À ces mots, Lili rougit brusquement, l'idée ne lui a pas effleurée l'esprit. Elle ne se sentirait pas capable d'assumer une telle supposition de la part de tout le camp. La voyant rosir, il lance :
— Tu aurais aimé peut-être ?!
— Mais, j... Ça va pas... Je...
La voyant ainsi dans l'embarras, il explose de rire. Après avoir repris quelques peu ses esprits, il ajoute :
— Je suis désolé, mais tu étais trop mignonne avec cet air gêné.
À ce moment, ils entendent un bruit dans le bungalow, comme des pas se dirigeant vers les toilettes. Sûrement une colocataire qui a eu une envie pressante.
— J'y vais avant de me faire choper, lance-t-il. Fais de beaux rêves.

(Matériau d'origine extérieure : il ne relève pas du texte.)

//! # Module Manifest Schema and Parsing
//!
//! This module defines the data structures representing a module manifest
//! and the logic for parsing one. A manifest is YAML, optionally wrapped in
//! a `---`-delimited frontmatter block (manifests embedded at the top of a
//! profile document), declaring modules across three sections: `providers`,
//! `tools`, and `hooks`.
//!
//! Each declaration names a module and optionally carries a `source` field
//! holding a git-flavored reference. Declarations without a `source` are
//! assumed to be resolved elsewhere and are skipped without error.
//!
//! A manifest that fails to parse is the only manifest-level failure mode;
//! it aborts resolution of the whole file.

use std::fmt;
use std::fs;
use std::path::Path;

use serde::{Deserialize, Serialize};

use crate::error::{Error, Result};

/// One declared module entry.
#[derive(Debug, Clone, Serialize, Deserialize)]
pub struct ModuleDeclaration {
    /// Module identifier, unique within its namespace
    pub module: String,
    /// Git-flavored reference to fetch the module from; absent means the
    /// module is provided by other means
    #[serde(default)]
    pub source: Option<String>,
}

/// The section a module was declared under.
#[derive(Debug, Clone, Copy, PartialEq, Eq)]
pub enum ModuleType {
    Provider,
    Tool,
    Hook,
}

impl ModuleType {
    pub fn as_str(&self) -> &'static str {
        match self {
            ModuleType::Provider => "provider",
            ModuleType::Tool => "tool",
            ModuleType::Hook => "hook",
        }
    }
}

impl fmt::Display for ModuleType {
    fn fmt(&self, f: &mut fmt::Formatter<'_>) -> fmt::Result {
        f.write_str(self.as_str())
    }
}

/// A parsed module manifest.
#[derive(Debug, Clone, Default, Serialize, Deserialize)]
pub struct ModuleManifest {
    #[serde(default)]
    pub providers: Vec<ModuleDeclaration>,
    #[serde(default)]
    pub tools: Vec<ModuleDeclaration>,
    #[serde(default)]
    pub hooks: Vec<ModuleDeclaration>,
}

impl ModuleManifest {
    /// Parse manifest text, tolerating a frontmatter wrapper.
    pub fn parse(text: &str) -> Result<Self> {
        let document = extract_document(text);
        Ok(serde_yaml::from_str(document)?)
    }

    /// Load and parse a manifest file.
    pub fn from_path(path: &Path) -> Result<Self> {
        let text = fs::read_to_string(path).map_err(|e| Error::ManifestParse {
            path: path.display().to_string(),
            message: e.to_string(),
        })?;
        Self::parse(&text).map_err(|e| Error::ManifestParse {
            path: path.display().to_string(),
            message: e.to_string(),
        })
    }

    /// Every declared module across all sections, tagged with its type.
    pub fn declared_modules(&self) -> Vec<(ModuleType, &ModuleDeclaration)> {
        let mut modules = Vec::new();
        modules.extend(self.providers.iter().map(|d| (ModuleType::Provider, d)));
        modules.extend(self.tools.iter().map(|d| (ModuleType::Tool, d)));
        modules.extend(self.hooks.iter().map(|d| (ModuleType::Hook, d)));
        modules
    }
}

/// Strip an optional leading `---` frontmatter fence so the YAML document
/// between the fences parses on its own. Text without a fence is returned
/// unchanged.
fn extract_document(text: &str) -> &str {
    let Some(after_open) = text.strip_prefix("---") else {
        return text;
    };
    let Some(body) = after_open
        .strip_prefix("\r\n")
        .or_else(|| after_open.strip_prefix('\n'))
    else {
        return text;
    };
    match body.find("\n---") {
        Some(end) => &body[..end],
        None => body,
    }
}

— Bonne nuit, à tout à l'heure.
Lorsqu'elle a refermé la fenêtre, Lili s'affale sur son lit. Un léger sourire s'est dessiné sur son visage.
Comment ça "mignonne" ? Ah, il doit le dire à toutes les autres ! Je ne dois pas me faire d'idées. Me faire des idées ? Mais cela voudrait dire... qu'il m'attire ? Non, impossible.
Lili reste ainsi étendue pendant de longues minutes à analyser ce qui se passe à l'intérieur de son corps et de son coeur.
Elle doit admettre que sa présence l'électrise, qu'elle se sent vivante, légère comme jamais auparavant ! Le simple fait d'évoquer son nom, lui provoque une vague de chaleur qui la parcourt de la tête aux pieds. Elle n'arrive pourtant pas encore à admettre l'évidence.
Morte de fatigue, elle se pelotonne dans ses draps. Doucement, le sommeil l'enlace de son étreinte. Elle se laisse glisser, apaisée, dans les bras de Morphée.